When the line containing "matches!(self, Screen::Grid(_) |" is found in the data below, copy it and each line after it through the line containing "#[derive(Debug, Clone, Copy, PartialEq, Eq)]", exactly and with no others.

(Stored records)
※ ※ ※
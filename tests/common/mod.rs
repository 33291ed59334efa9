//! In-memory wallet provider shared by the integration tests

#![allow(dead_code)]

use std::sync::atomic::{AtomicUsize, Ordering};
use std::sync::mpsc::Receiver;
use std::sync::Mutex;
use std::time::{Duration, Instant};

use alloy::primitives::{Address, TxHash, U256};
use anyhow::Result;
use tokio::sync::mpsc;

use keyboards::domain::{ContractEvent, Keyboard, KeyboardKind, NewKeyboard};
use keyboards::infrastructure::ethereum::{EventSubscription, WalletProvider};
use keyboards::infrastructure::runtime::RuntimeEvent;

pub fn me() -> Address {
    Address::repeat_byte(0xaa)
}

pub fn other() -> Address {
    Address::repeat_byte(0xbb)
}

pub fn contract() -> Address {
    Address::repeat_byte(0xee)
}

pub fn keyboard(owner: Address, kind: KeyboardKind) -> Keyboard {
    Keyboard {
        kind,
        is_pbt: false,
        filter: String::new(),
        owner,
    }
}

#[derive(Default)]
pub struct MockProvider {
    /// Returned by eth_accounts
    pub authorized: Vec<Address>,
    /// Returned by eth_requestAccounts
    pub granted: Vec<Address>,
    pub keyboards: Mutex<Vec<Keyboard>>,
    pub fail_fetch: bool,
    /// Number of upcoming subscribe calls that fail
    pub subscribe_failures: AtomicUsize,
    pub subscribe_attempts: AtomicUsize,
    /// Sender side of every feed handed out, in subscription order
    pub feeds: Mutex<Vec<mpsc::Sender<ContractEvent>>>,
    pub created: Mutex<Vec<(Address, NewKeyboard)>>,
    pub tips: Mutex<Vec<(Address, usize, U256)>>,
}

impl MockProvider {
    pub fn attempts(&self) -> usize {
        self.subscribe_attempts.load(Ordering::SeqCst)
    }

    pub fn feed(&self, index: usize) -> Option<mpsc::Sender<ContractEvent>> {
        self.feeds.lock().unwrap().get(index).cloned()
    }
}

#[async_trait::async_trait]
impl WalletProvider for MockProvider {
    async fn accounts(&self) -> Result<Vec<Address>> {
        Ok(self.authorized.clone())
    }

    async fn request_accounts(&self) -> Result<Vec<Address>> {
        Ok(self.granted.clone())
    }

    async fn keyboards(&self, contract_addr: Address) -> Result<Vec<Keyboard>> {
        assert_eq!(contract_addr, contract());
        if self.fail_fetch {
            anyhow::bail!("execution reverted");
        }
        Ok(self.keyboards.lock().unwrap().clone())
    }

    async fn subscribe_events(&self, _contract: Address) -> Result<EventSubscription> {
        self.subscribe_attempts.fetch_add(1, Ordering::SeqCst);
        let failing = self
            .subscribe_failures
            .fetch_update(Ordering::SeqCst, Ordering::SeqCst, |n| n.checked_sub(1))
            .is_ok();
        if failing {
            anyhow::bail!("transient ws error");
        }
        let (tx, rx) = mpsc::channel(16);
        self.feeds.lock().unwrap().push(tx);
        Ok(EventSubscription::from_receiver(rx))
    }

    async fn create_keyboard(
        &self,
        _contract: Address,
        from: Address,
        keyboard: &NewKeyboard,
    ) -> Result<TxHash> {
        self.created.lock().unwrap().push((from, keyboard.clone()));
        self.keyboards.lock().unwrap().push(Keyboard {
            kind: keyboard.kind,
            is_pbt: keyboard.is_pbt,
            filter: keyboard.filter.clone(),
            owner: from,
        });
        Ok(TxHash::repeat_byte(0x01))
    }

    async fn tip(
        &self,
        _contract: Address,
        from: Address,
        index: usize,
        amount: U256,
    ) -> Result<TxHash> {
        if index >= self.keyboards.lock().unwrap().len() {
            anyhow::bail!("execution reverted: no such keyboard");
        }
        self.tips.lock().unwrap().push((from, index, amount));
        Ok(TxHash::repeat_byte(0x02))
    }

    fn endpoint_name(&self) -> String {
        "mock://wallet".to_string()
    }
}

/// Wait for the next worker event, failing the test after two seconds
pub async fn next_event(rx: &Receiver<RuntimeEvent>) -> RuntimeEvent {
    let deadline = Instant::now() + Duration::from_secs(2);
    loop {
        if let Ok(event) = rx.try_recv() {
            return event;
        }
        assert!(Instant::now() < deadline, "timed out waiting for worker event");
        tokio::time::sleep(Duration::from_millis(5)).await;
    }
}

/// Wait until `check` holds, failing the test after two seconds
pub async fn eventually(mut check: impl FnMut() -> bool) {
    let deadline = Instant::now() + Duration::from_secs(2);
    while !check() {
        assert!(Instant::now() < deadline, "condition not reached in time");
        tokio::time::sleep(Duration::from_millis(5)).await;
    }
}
※ ※ ※
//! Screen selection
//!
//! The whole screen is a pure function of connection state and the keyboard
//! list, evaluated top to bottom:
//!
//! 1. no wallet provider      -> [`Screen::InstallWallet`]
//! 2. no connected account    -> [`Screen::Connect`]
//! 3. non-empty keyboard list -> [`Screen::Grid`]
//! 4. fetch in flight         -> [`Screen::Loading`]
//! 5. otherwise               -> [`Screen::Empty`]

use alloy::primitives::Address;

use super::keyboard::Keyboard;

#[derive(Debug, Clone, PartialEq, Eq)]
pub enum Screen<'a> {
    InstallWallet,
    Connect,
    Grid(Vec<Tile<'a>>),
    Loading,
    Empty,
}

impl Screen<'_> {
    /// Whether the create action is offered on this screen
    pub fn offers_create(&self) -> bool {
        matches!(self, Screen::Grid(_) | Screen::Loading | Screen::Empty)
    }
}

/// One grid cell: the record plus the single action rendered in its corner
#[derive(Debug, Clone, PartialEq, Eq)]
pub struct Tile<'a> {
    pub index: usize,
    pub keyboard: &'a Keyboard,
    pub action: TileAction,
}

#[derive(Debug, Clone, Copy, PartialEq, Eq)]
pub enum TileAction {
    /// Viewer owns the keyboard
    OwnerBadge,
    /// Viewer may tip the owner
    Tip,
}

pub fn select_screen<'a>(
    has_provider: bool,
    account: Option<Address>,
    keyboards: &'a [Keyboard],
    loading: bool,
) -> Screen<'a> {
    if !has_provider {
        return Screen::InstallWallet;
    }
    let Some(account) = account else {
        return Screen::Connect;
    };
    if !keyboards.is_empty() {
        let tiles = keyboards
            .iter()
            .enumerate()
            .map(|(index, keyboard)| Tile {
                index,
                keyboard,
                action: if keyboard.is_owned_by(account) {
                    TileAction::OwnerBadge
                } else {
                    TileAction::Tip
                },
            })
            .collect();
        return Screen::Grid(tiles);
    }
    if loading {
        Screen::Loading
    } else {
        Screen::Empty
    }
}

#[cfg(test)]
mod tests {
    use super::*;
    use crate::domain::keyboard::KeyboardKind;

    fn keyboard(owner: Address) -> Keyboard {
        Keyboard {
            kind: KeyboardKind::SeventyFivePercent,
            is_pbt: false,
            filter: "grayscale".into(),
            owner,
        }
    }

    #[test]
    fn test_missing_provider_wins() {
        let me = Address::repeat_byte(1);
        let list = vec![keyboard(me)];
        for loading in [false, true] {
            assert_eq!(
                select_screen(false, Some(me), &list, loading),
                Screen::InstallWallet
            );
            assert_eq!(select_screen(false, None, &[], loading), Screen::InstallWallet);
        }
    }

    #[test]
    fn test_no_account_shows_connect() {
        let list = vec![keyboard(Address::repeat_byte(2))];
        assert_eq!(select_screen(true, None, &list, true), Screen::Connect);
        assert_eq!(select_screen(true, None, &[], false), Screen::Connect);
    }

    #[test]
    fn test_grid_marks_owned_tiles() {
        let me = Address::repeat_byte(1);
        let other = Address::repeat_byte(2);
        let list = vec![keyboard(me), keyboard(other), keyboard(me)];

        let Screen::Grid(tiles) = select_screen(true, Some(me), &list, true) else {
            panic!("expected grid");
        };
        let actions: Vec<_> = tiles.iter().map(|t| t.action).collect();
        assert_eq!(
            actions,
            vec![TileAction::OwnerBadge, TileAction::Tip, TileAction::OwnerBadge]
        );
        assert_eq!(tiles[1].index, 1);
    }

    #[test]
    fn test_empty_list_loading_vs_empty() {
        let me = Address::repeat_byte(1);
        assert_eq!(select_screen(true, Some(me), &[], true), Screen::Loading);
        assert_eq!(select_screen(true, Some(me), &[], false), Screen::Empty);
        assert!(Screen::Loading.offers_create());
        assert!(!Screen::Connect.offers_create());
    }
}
※ ※ ※
Written response
        matches!(self, Screen::Grid(_) | Screen::Loading | Screen::Empty)
    }
}

/// One grid cell: the record plus the single action rendered in its corner
#[derive(Debug, Clone, PartialEq, Eq)]
pub struct Tile<'a> {
    pub index: usize,
    pub keyboard: &'a Keyboard,
    pub action: TileAction,
}

#[derive(Debug, Clone, Copy, PartialEq, Eq)]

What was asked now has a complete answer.